Kubernetes' 'Terrible Query Story' Addressed by Vector Databases and AI

Kubernetes users frequently encounter severe limitations when attempting to query cluster resources, a challenge rooted in its underlying etcd key-value store. The ubiquitous kubectl get all command, often perceived as a comprehensive tool, reportedly retrieves only about 10% of actual cluster resources, omitting critical components like Ingresses and Custom Resources. Attempts to access the remaining 90% typically involve arduous, time-consuming bash loops that are prone to missing vital information and are not intuitive for complex queries, such as identifying all databases across diverse resource types. This inefficiency stems from etcd’s design as a state management system, not a relational database, making complex analytical queries inherently difficult.

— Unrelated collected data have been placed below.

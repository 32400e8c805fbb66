// SPDX-License-Identifier: BUSL-1.1
// Copyright (c) 2026 Alfred Jean LLC

//! Error type shared by all record stores

use adv_core::{UserId, WalletId};
use rust_decimal::Decimal;
use thiserror::Error;

/// Errors from record store operations
#[derive(Debug, Error)]
pub enum StoreError {
    #[error("not found: {kind}/{id}")]
    NotFound { kind: String, id: String },
    #[error("version conflict on {kind}/{id}: expected {expected}, found {actual}")]
    Conflict {
        kind: String,
        id: String,
        expected: u64,
        actual: u64,
    },
    #[error("insufficient funds: have {available}, need {requested}")]
    InsufficientFunds {
        available: Decimal,
        requested: Decimal,
    },
    #[error("user {0} already has an active advance")]
    ActiveAdvanceExists(UserId),
    #[error("reference {0} was already used with a different payload")]
    ReferenceMismatch(String),
    #[error("wallet {0} is not active")]
    WalletNotActive(WalletId),
    #[error("invalid record operation: {0}")]
    Invalid(String),
    #[error("store unavailable: {0}")]
    Unavailable(String),
    #[error("io error: {0}")]
    Io(#[from] std::io::Error),
    #[error("json error: {0}")]
    Json(#[from] serde_json::Error),
}

impl StoreError {
    /// Whether a retry of the same call could succeed.
    ///
    /// Conflicts are retryable too, but only after a re-read; callers
    /// handle those separately.
    pub fn is_transient(&self) -> bool {
        matches!(self, StoreError::Unavailable(_) | StoreError::Io(_))
    }
}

A proposed solution aims to rectify this “terrible query story” by integrating Kubernetes metadata with a vector database, such as Qdrant, and an AI agent. This architecture involves controllers that actively sync CRDs and resource metadata from the Kubernetes API into the vector database. The vector database then enables both traditional SQL-like queries and advanced semantic search capabilities, allowing users to ask questions in plain English, like “show me all databases,” and receive accurate, contextually relevant answers regardless of specific naming conventions (e.g., ‘DB’, ‘PostgreSQL’, ‘Cloud Native PG’). The system processes requests via an MCP server, which interfaces with AI agents. These agents can perform semantic searches, traditional queries, and even call kubectl for live data like logs. The output can be dynamically presented through web UIs, offering AI-generated insights, diagrams, tables, and visualizations, fundamentally transforming how developers and operators interact with and understand their Kubernetes environments. The approach focuses on syncing less frequently changing metadata to maintain speed and reliability.